1958: First flight of the McDonnell F-4 Phantom II.
1961: President John F. Kennedy gives his famous speech committing the United States to land a man on the moon and bring him safely back by the end of the decade.
1964: President Lyndon Baines Johnson announces the Great Society legislative program, in which he promises to “eliminate poverty and racial injustice in America.” I wonder how it all worked out…
1968: USS Scorpion (SSN-589) suffers an explosion of unknown origin and sinks with 99 souls on board into 9800 feet of water, 400 miles southwest of the Azores. The circumstances of its sinking remain partially classified, but all of the evidence points to an on-board malfunction of a torpedo.

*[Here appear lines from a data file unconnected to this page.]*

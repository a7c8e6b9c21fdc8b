use crate::error::Result;
use crate::types::ImageType;
use dicom_dictionary_std::tags::PIXEL_DATA;
use dicom_object::file::ReadPreamble;
use dicom_object::{InMemDicomObject, OpenFileOptions};
use log::debug;
use std::path::{Path, PathBuf};

use super::tags::{
    get_float_value, get_multi_string_value, get_string_value, get_u32_value, COLUMNS, ECHO_TIME,
    IMAGE_TYPE, INVERSION_TIME, MODALITY, PROTOCOL_NAME, PULSE_SEQUENCE_NAME, REPETITION_TIME,
    ROWS, SEQUENCE_NAME, SERIES_DESCRIPTION, SERIES_INSTANCE_UID,
};

/// Descriptive header fields of a single DICOM file
///
/// Text fields default to the empty string and dimensions to 0 when the
/// tag is missing. Timing parameters stay `None` when missing.
#[derive(Debug, Clone, PartialEq)]
pub struct ImageRecord {
    pub file_path: PathBuf,
    pub series_instance_uid: String,
    pub protocol_name: String,
    pub series_description: String,
    pub modality: String,
    pub sequence_name: String,
    pub pulse_sequence_name: String,
    pub image_type: ImageType,
    pub rows: u32,
    pub columns: u32,
    pub inversion_time: Option<f64>,
    pub repetition_time: Option<f64>,
    pub echo_time: Option<f64>,
}

impl ImageRecord {
    /// Reads the header of a DICOM file, stopping before Pixel Data
    ///
    /// Files without the 128-byte preamble are accepted.
    ///
    /// # Returns
    ///
    /// `Ok(None)` if the file parses but carries no SeriesInstanceUID,
    /// an error if it cannot be parsed at all.
    pub fn from_file(path: &Path) -> Result<Option<Self>> {
        let dcm = OpenFileOptions::new()
            .read_preamble(ReadPreamble::Auto)
            .read_until(PIXEL_DATA)
            .open_file(path)?;
        Ok(Self::from_dicom(path.to_path_buf(), &dcm))
    }

    /// Builds a record from an already-opened DICOM object
    ///
    /// Returns `None` when the object has no (or an empty) SeriesInstanceUID.
    pub fn from_dicom(path: PathBuf, dcm: &InMemDicomObject) -> Option<Self> {
        let series_instance_uid =
            get_string_value(dcm, SERIES_INSTANCE_UID).filter(|uid| !uid.is_empty())?;

        Some(Self {
            file_path: path,
            series_instance_uid,
            protocol_name: get_string_value(dcm, PROTOCOL_NAME).unwrap_or_default(),
            series_description: get_string_value(dcm, SERIES_DESCRIPTION).unwrap_or_default(),
            modality: get_string_value(dcm, MODALITY).unwrap_or_default(),
            sequence_name: get_string_value(dcm, SEQUENCE_NAME).unwrap_or_default(),
            pulse_sequence_name: get_string_value(dcm, PULSE_SEQUENCE_NAME).unwrap_or_default(),
            image_type: ImageType::new(get_multi_string_value(dcm, IMAGE_TYPE).unwrap_or_default()),
            rows: get_u32_value(dcm, ROWS).unwrap_or(0),
            columns: get_u32_value(dcm, COLUMNS).unwrap_or(0),
            inversion_time: get_float_value(dcm, INVERSION_TIME),
            repetition_time: get_float_value(dcm, REPETITION_TIME),
            echo_time: get_float_value(dcm, ECHO_TIME),
        })
    }
}

/// Reads one file's header, swallowing every failure
///
/// Corrupt, non-DICOM or unreadable files yield `None` so a directory scan
/// can carry on.
pub fn read_header(path: &Path) -> Option<ImageRecord> {
    match ImageRecord::from_file(path) {
        Ok(Some(record)) => Some(record),
        Ok(None) => {
            debug!("Skipping {}: no SeriesInstanceUID", path.display());
            None
        }
        Err(e) => {
            debug!("Skipping {}: {}", path.display(), e);
            None
        }
    }
}
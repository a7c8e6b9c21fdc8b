pub mod header;
pub mod tags;

pub use header::{read_header, ImageRecord};
pub use tags::*;
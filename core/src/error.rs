use std::path::PathBuf;
use thiserror::Error;

use crate::types::SeriesKind;

/// Result type for neuroselect operations
pub type Result<T> = std::result::Result<T, NeuroselectError>;

/// Error types for neuroselect operations
#[derive(Error, Debug)]
pub enum NeuroselectError {
    /// DICOM reading error
    #[error("DICOM error: {0}")]
    DicomError(String),

    /// Invalid tag value
    #[error("Invalid tag value: {0}")]
    InvalidValue(String),

    /// I/O error
    #[error("IO error: {0}")]
    IoError(#[from] std::io::Error),

    /// Input directory missing or not a directory
    #[error("Input DICOM directory not found: {}", .0.display())]
    InputNotFound(PathBuf),

    /// External converter could not be started
    #[error("{0} not found. Install it (e.g. `brew install dcm2niix` or `conda install -c conda-forge dcm2niix`) or pass --converter")]
    ConverterNotFound(String),

    /// No series qualified for a mandatory kind
    #[error("No {kind} candidates found. Run with --list to inspect labels.")]
    NoCandidate { kind: SeriesKind },

    /// Converter exited with a non-zero status
    #[error("{program} exit code {}", exit_code_text(.code))]
    ConverterFailed { program: String, code: Option<i32> },

    /// Converter exceeded its wall-clock budget and was killed
    #[error("{program} timed out after {seconds}s")]
    ConverterTimeout { program: String, seconds: u64 },

    /// Run interrupted by the user
    #[error("Interrupted")]
    Interrupted,

    /// Invalid classifier pattern
    #[error("Invalid pattern: {0}")]
    InvalidPattern(#[from] regex::Error),

    /// Invalid configuration
    #[error("Configuration error: {0}")]
    ConfigError(String),
}

impl From<dicom_object::ReadError> for NeuroselectError {
    fn from(e: dicom_object::ReadError) -> Self {
        NeuroselectError::DicomError(format!("{}", e))
    }
}

impl From<dicom_core::value::ConvertValueError> for NeuroselectError {
    fn from(e: dicom_core::value::ConvertValueError) -> Self {
        NeuroselectError::InvalidValue(format!("{}", e))
    }
}

#[cfg(feature = "json")]
impl From<serde_json::Error> for NeuroselectError {
    fn from(e: serde_json::Error) -> Self {
        NeuroselectError::ConfigError(format!("{}", e))
    }
}

fn exit_code_text(code: &Option<i32>) -> String {
    match code {
        Some(code) => code.to_string(),
        None => "unknown (killed by signal)".to_string(),
    }
}
use dicom_core::Tag;
use dicom_object::InMemDicomObject;

// Core Image Tags
pub const IMAGE_TYPE: Tag = Tag(0x0008, 0x0008);
pub const MODALITY: Tag = Tag(0x0008, 0x0060);

// Image Geometry Tags
pub const ROWS: Tag = Tag(0x0028, 0x0010);
pub const COLUMNS: Tag = Tag(0x0028, 0x0011);

// Series Identification Tags
pub const SERIES_INSTANCE_UID: Tag = Tag(0x0020, 0x000E);
pub const SOP_INSTANCE_UID: Tag = Tag(0x0008, 0x0018);

// Description Tags
pub const SERIES_DESCRIPTION: Tag = Tag(0x0008, 0x103E);
pub const PROTOCOL_NAME: Tag = Tag(0x0018, 0x1030);

// Sequence Tags (Siemens fills SequenceName, enhanced objects PulseSequenceName)
pub const SEQUENCE_NAME: Tag = Tag(0x0018, 0x0024);
pub const PULSE_SEQUENCE_NAME: Tag = Tag(0x0018, 0x9005);

// Timing Tags (milliseconds)
pub const REPETITION_TIME: Tag = Tag(0x0018, 0x0080);
pub const ECHO_TIME: Tag = Tag(0x0018, 0x0081);
pub const INVERSION_TIME: Tag = Tag(0x0018, 0x0082);

/// Helper to get string value from DICOM tag
///
/// Returns `None` if the tag is not present or cannot be converted to string
pub fn get_string_value(dcm: &InMemDicomObject, tag: Tag) -> Option<String> {
    dcm.element(tag)
        .ok()
        .and_then(|elem| elem.to_str().ok())
        .map(|s| s.trim().to_string())
}

/// Helper to get u32 value from DICOM tag
///
/// Returns `None` if the tag is not present or cannot be converted to u32
pub fn get_u32_value(dcm: &InMemDicomObject, tag: Tag) -> Option<u32> {
    dcm.element(tag)
        .ok()
        .and_then(|elem| elem.to_int::<u32>().ok())
}

/// Helper to get a decimal value from DICOM tag
///
/// Returns `None` if the tag is not present, empty, or not a finite number.
/// A missing timing value must stay `None`, never 0.
pub fn get_float_value(dcm: &InMemDicomObject, tag: Tag) -> Option<f64> {
    dcm.element(tag)
        .ok()
        .and_then(|elem| elem.to_float64().ok())
        .filter(|v| v.is_finite())
}

/// Helper to get multi-string value from DICOM tag
///
/// Returns `None` if the tag is not present or cannot be converted to Vec<String>
pub fn get_multi_string_value(dcm: &InMemDicomObject, tag: Tag) -> Option<Vec<String>> {
    dcm.element(tag).ok().and_then(|elem| {
        if let Ok(strs) = elem.to_multi_str() {
            Some(strs.iter().map(|s| s.trim().to_string()).collect())
        } else {
            // Fallback: single string split by backslash
            elem.to_str()
                .ok()
                .map(|s| s.split('\\').map(|part| part.trim().to_string()).collect())
        }
    })
}
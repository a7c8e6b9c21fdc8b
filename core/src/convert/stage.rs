use crate::error::Result;
use log::debug;
use std::fs;
use std::path::{Path, PathBuf};

/// Copies one series into its own directory under `staging_root`
///
/// The converter processes every file in a directory, so each series gets
/// an isolated folder. Staged names are prefixed with the discovery index
/// to keep same-named files from different folders apart.
pub fn stage_series(staging_root: &Path, name: &str, files: &[PathBuf]) -> Result<PathBuf> {
    let out = staging_root.join(name);
    fs::create_dir_all(&out)?;

    for (i, src) in files.iter().enumerate() {
        let file_name = src
            .file_name()
            .map(|n| n.to_string_lossy().into_owned())
            .unwrap_or_default();
        let dst = out.join(format!("{:05}_{}", i, file_name));
        fs::copy(src, &dst)?;
    }

    debug!("Staged {} files into {}", files.len(), out.display());
    Ok(out)
}
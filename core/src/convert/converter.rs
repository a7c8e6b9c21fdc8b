use super::process::{run_monitored, ProcessOutcome};
use crate::error::{NeuroselectError, Result};
use log::info;
use std::path::Path;
use std::process::{Command, Stdio};
use std::sync::atomic::{AtomicBool, Ordering};
use std::sync::Arc;
use std::time::Duration;

/// Settings for the external DICOM-to-NIfTI converter
#[derive(Debug, Clone, PartialEq, Eq)]
pub struct ConverterOptions {
    /// Converter executable, looked up in PATH
    pub program: String,

    /// Write `.nii.gz` instead of `.nii`
    pub gzip: bool,

    /// Write JSON sidecars
    pub sidecar: bool,

    /// Wall-clock limit per invocation; `None` waits forever
    pub timeout: Option<Duration>,
}

impl Default for ConverterOptions {
    fn default() -> Self {
        Self {
            program: "dcm2niix".to_string(),
            gzip: true,
            sidecar: true,
            timeout: None,
        }
    }
}

impl ConverterOptions {
    /// Builder: timeout in seconds, 0 meaning no limit
    pub fn with_timeout_secs(mut self, seconds: u64) -> Self {
        self.timeout = (seconds > 0).then(|| Duration::from_secs(seconds));
        self
    }

    /// Arguments for one conversion, input directory last
    pub fn arguments(&self, input_dir: &Path, output_dir: &Path, file_stem: &str) -> Vec<String> {
        vec![
            "-b".to_string(),
            yes_no(self.sidecar).to_string(),
            "-i".to_string(),
            "y".to_string(),
            "-z".to_string(),
            yes_no(self.gzip).to_string(),
            "-f".to_string(),
            file_stem.to_string(),
            "-o".to_string(),
            output_dir.display().to_string(),
            input_dir.display().to_string(),
        ]
    }
}

fn yes_no(flag: bool) -> &'static str {
    if flag {
        "y"
    } else {
        "n"
    }
}

/// Wrapper around the converter executable
#[derive(Debug, Clone)]
pub struct Converter {
    options: ConverterOptions,
    interrupt: Arc<AtomicBool>,
}

impl Converter {
    pub fn new(options: ConverterOptions) -> Self {
        Self {
            options,
            interrupt: Arc::new(AtomicBool::new(false)),
        }
    }

    /// Shares a flag that, once raised, kills the running conversion
    pub fn with_interrupt(mut self, interrupt: Arc<AtomicBool>) -> Self {
        self.interrupt = interrupt;
        self
    }

    pub fn options(&self) -> &ConverterOptions {
        &self.options
    }

    pub fn is_interrupted(&self) -> bool {
        self.interrupt.load(Ordering::SeqCst)
    }

    /// Checks that the converter can be started
    ///
    /// Only a failure to spawn counts; the help exit status is ignored.
    pub fn check_available(&self) -> Result<()> {
        Command::new(&self.options.program)
            .arg("-h")
            .stdout(Stdio::null())
            .stderr(Stdio::null())
            .status()
            .map(|_| ())
            .map_err(|_| NeuroselectError::ConverterNotFound(self.options.program.clone()))
    }

    /// Converts the DICOM files in `input_dir` into `output_dir/<file_stem>.*`
    ///
    /// Converter output is passed to `on_line` as it arrives.
    ///
    /// # Errors
    ///
    /// - [`ConverterFailed`](NeuroselectError::ConverterFailed) on a non-zero exit
    /// - [`ConverterTimeout`](NeuroselectError::ConverterTimeout) when the
    ///   timeout elapsed and the process was killed
    /// - [`Interrupted`](NeuroselectError::Interrupted) when interrupted
    pub fn convert<F>(
        &self,
        input_dir: &Path,
        output_dir: &Path,
        file_stem: &str,
        on_line: F,
    ) -> Result<()>
    where
        F: FnMut(&str),
    {
        let args = self.options.arguments(input_dir, output_dir, file_stem);
        info!("Running {} {}", self.options.program, args.join(" "));

        let mut cmd = Command::new(&self.options.program);
        cmd.args(&args);

        let outcome = run_monitored(&mut cmd, self.options.timeout, &self.interrupt, on_line)
            .map_err(|e| match e.kind() {
                std::io::ErrorKind::NotFound => {
                    NeuroselectError::ConverterNotFound(self.options.program.clone())
                }
                _ => NeuroselectError::IoError(e),
            })?;

        match outcome {
            ProcessOutcome::Exited(Some(0)) => Ok(()),
            ProcessOutcome::Exited(code) => Err(NeuroselectError::ConverterFailed {
                program: self.options.program.clone(),
                code,
            }),
            ProcessOutcome::TimedOut => Err(NeuroselectError::ConverterTimeout {
                program: self.options.program.clone(),
                seconds: self.options.timeout.map(|t| t.as_secs()).unwrap_or(0),
            }),
            ProcessOutcome::Interrupted => Err(NeuroselectError::Interrupted),
        }
    }
}
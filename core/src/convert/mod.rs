//! Conversion of selected series
//!
//! Stages each winning series into a private temporary directory and runs
//! the external converter on it, writing BIDS-named outputs.

mod converter;
mod layout;
mod process;
mod stage;

pub use converter::{Converter, ConverterOptions};
pub use layout::OutputLayout;
pub use process::{run_monitored, ProcessOutcome};
pub use stage::stage_series;

use crate::error::{NeuroselectError, Result};
use crate::selection::SelectionPlan;
use crate::types::SeriesKind;
use log::info;
use std::path::PathBuf;
use std::sync::atomic::{AtomicBool, Ordering};
use std::sync::Arc;

/// One finished conversion
#[derive(Debug, Clone, PartialEq, Eq)]
#[cfg_attr(feature = "json", derive(serde::Serialize))]
pub struct ConversionRecord {
    pub kind: SeriesKind,
    pub series_instance_uid: String,
    pub file_stem: String,
}

/// Result of a complete conversion run
#[derive(Debug, Clone, PartialEq, Eq)]
#[cfg_attr(feature = "json", derive(serde::Serialize))]
pub struct ConversionSummary {
    pub output_dir: PathBuf,
    pub converted: Vec<ConversionRecord>,
}

/// Stages and converts the series of a [`SelectionPlan`]
#[derive(Debug, Clone)]
pub struct Orchestrator {
    converter: Converter,
    layout: OutputLayout,
}

impl Orchestrator {
    pub fn new(converter: Converter, layout: OutputLayout) -> Self {
        Self { converter, layout }
    }

    /// Converts every series of the plan, T1 first
    ///
    /// The staging directory is removed when this returns, whether the run
    /// succeeded or not. Any failure aborts the remaining conversions.
    pub fn run<F>(&self, plan: &SelectionPlan<'_>, mut on_line: F) -> Result<ConversionSummary>
    where
        F: FnMut(&str),
    {
        let output_dir = self.layout.create_output_dir()?;
        let staging = tempfile::Builder::new().prefix("neuroselect_").tempdir()?;
        let mut converted = Vec::new();

        for (kind, series) in plan.conversions() {
            if self.converter.is_interrupted() {
                return Err(NeuroselectError::Interrupted);
            }
            info!(
                "Staging {} files of {} series {}",
                series.file_count(),
                kind,
                series.series_instance_uid
            );
            let staged = stage_series(
                staging.path(),
                &kind.bids_suffix().to_lowercase(),
                &series.files,
            )?;

            let file_stem = self.layout.file_stem(kind);
            self.converter
                .convert(&staged, &output_dir, &file_stem, &mut on_line)?;

            converted.push(ConversionRecord {
                kind,
                series_instance_uid: series.series_instance_uid.clone(),
                file_stem,
            });
        }

        Ok(ConversionSummary {
            output_dir,
            converted,
        })
    }
}

/// Installs a Ctrl-C handler raising the returned flag
///
/// Pass the flag to [`Converter::with_interrupt`] so an interrupt kills the
/// converter and unwinds normally, removing the staging directory.
pub fn install_interrupt_handler() -> Result<Arc<AtomicBool>> {
    let flag = Arc::new(AtomicBool::new(false));
    let handler_flag = Arc::clone(&flag);
    ctrlc::set_handler(move || handler_flag.store(true, Ordering::SeqCst))
        .map_err(|e| {
            NeuroselectError::ConfigError(format!("cannot install Ctrl-C handler: {}", e))
        })?;
    Ok(flag)
}

#[cfg(all(test, unix))]
mod tests {
    use super::*;
    use crate::classify::Classifier;
    use crate::index::SeriesIndexer;
    use crate::selection::SelectionRequest;
    use crate::testing::{fake_converter, write_three_series_study};
    use crate::types::ClassifierRules;
    use std::fs;
    use std::path::Path;
    use tempfile::TempDir;

    fn orchestrator(script: &Path, bids_root: &Path) -> Orchestrator {
        let converter = Converter::new(ConverterOptions {
            program: script.display().to_string(),
            ..ConverterOptions::default()
        });
        Orchestrator::new(
            converter,
            OutputLayout::new(bids_root.to_path_buf(), "01", Some("base".to_string())),
        )
    }

    #[test]
    fn test_run_converts_t1_and_flair() {
        let input = TempDir::new().unwrap();
        let work = TempDir::new().unwrap();
        write_three_series_study(input.path());
        let (script, log) = fake_converter(work.path(), 0);

        let index = SeriesIndexer::default().index(input.path()).unwrap();
        let classifier = Classifier::new(ClassifierRules::default()).unwrap();
        let request = SelectionRequest { with_flair: true };
        let plan = SelectionPlan::build(&index, &classifier, request).unwrap();

        let bids_root = work.path().join("bids");
        let mut lines = Vec::new();
        let summary = orchestrator(&script, &bids_root)
            .run(&plan, |l| lines.push(l.to_string()))
            .unwrap();

        assert_eq!(summary.output_dir, bids_root.join("sub-01").join("ses-base"));
        assert!(summary.output_dir.is_dir());
        assert_eq!(summary.converted.len(), 2);
        assert_eq!(summary.converted[0].file_stem, "sub-01_ses-base_T1w");
        assert_eq!(summary.converted[1].file_stem, "sub-01_ses-base_FLAIR");
        assert_eq!(lines.len(), 2);

        let calls = fs::read_to_string(&log).unwrap();
        let calls: Vec<&str> = calls.lines().collect();
        assert_eq!(calls.len(), 2);
        assert!(calls[0].contains("-f sub-01_ses-base_T1w"));
        assert!(calls[0].ends_with("files=176"));
        assert!(calls[1].contains("-f sub-01_ses-base_FLAIR"));
        assert!(calls[1].ends_with("files=192"));
    }

    #[test]
    fn test_failed_conversion_aborts() {
        let input = TempDir::new().unwrap();
        let work = TempDir::new().unwrap();
        write_three_series_study(input.path());
        let (script, log) = fake_converter(work.path(), 4);

        let index = SeriesIndexer::default().index(input.path()).unwrap();
        let classifier = Classifier::new(ClassifierRules::default()).unwrap();
        let request = SelectionRequest { with_flair: true };
        let plan = SelectionPlan::build(&index, &classifier, request).unwrap();

        let result = orchestrator(&script, &work.path().join("bids")).run(&plan, |_| {});
        assert!(matches!(
            result,
            Err(NeuroselectError::ConverterFailed { code: Some(4), .. })
        ));

        // Only the T1 conversion was attempted
        assert_eq!(fs::read_to_string(&log).unwrap().lines().count(), 1);
    }
}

Nothing supports the undying conspiracy theories that she was intentionally torpedoed by the Russians in retaliation for our salvage of a Soviet Hotel class submarine off the coast of Hawaii. Interestingly, then-Captain Robert Ballard and the Woods Hole Institute used their search for the Titanic as cover for their actual search for the remains of Scorpion. The wreckage site is regularly monitored for radioactive contamination from its reactor and torpedoes.
1972: President Richard Nixon and Soviet Premier Leonoid Brezhnev sign the Anti-Ballistic Missile Treaty. The landmark agreement limited the parties to a single fixed site (Moscow and Grand Forks, ND) and for practical purposes enshrined Mutually Assured Destruction (MAD) as a viable basis for the relationship of the two nuclear superpowers. The United States withdrew from the treaty in December, 2002, per the provision requiring six months notice.
1977: Mountaineer George Willig performs a single-handed free climb of the south tower of New York’s World Trade Center. He is arrested for trespassing and fined $1.10, a penny for each floor.